▶ **Stored items**
··········

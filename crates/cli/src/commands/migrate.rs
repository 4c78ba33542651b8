use crate::commands::{with_migrated_pool, CommandResult};

pub fn run() -> CommandResult {
    match with_migrated_pool("migrate", |_, _| async { Ok(()) }) {
        Ok(()) => CommandResult::success("migrate", "applied pending migrations"),
        Err(failure) => failure,
    }
}
pub mod commands;

use clap::{Parser, Subcommand};
use std::process::ExitCode;

#[derive(Debug, Parser)]
#[command(
    name = "courier",
    about = "Courier operator CLI",
    long_about = "Operate the Courier action-dispatch engine: migrations, expiry sweeps, \
                  demo tenants, config inspection, and readiness checks.",
    after_help = "Examples:\n  courier migrate\n  courier sweep\n  courier doctor --json"
)]
pub struct Cli {
    #[command(subcommand)]
    command: Command,
}

#[derive(Debug, Subcommand)]
enum Command {
    #[command(about = "Apply pending database migrations and return structured status output")]
    Migrate,
    #[command(about = "Run one expiry sweep cycle over idempotency records")]
    Sweep,
    #[command(about = "Load the deterministic demo tenants (t1, t2) wired to the sandbox provider")]
    Seed,
    #[command(
        about = "Inspect effective configuration values with source attribution and redaction"
    )]
    Config,
    #[command(about = "Validate config, database connectivity, and provider registration")]
    Doctor {
        #[arg(long, help = "Emit machine-readable JSON output")]
        json: bool,
    },
}

pub fn run() -> ExitCode {
    let cli = Cli::parse();

    let result = match cli.command {
        Command::Migrate => commands::migrate::run(),
        Command::Sweep => commands::sweep::run(),
        Command::Seed => commands::seed::run(),
        Command::Config => {
            commands::CommandResult { exit_code: 0, output: commands::config::run() }
        }
        Command::Doctor { json } => commands::doctor::run(json),
    };

    println!("{}", result.output);
    ExitCode::from(result.exit_code)
}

··········

Every record above should be output exactly.

filename crates/cli/src/commands/migrate.rs
repository 4c78ba33542651b8
use crate::commands::{with_migrated_pool, CommandResult};

pub fn run() -> CommandResult {
    match with_migrated_pool("migrate", |_, _| async { Ok(()) }) {
        Ok(()) => CommandResult::success("migrate", "applied pending migrations"),
        Err(failure) => failure,
    }
}
pub mod commands;

use clap::{Parser, Subcommand};
use std::process::ExitCode;

#[derive(Debug, Parser)]
#[command(
    name = "courier",
    about = "Courier operator CLI",
    long_about = "Operate the Courier action-dispatch engine: migrations, expiry sweeps, \
                  demo tenants, config inspection, and readiness checks.",
    after_help = "Examples:\n  courier migrate\n  courier sweep\n  courier doctor --json"
)]
pub struct Cli {
    #[command(subcommand)]
    command: Command,
}

#[derive(Debug, Subcommand)]
enum Command {
    #[command(about = "Apply pending database migrations and return structured status output")]
    Migrate,
    #[command(about = "Run one expiry sweep cycle over idempotency records")]
    Sweep,
    #[command(about = "Load the deterministic demo tenants (t1, t2) wired to the sandbox provider")]
    Seed,
    #[command(
        about = "Inspect effective configuration values with source attribution and redaction"
    )]
    Config,
    #[command(about = "Validate config, database connectivity, and provider registration")]
    Doctor {
        #[arg(long, help = "Emit machine-readable JSON output")]
        json: bool,
    },
}

pub fn run() -> ExitCode {
    let cli = Cli::parse();

    let result = match cli.command {
        Command::Migrate => commands::migrate::run(),
        Command::Sweep => commands::sweep::run(),
        Command::Seed => commands::seed::run(),
        Command::Config => {
            commands::CommandResult { exit_code: 0, output: commands::config::run() }
        }
        Command::Doctor { json } => commands::doctor::run(json),
    };

    println!("{}", result.output);
    ExitCode::from(result.exit_code)
}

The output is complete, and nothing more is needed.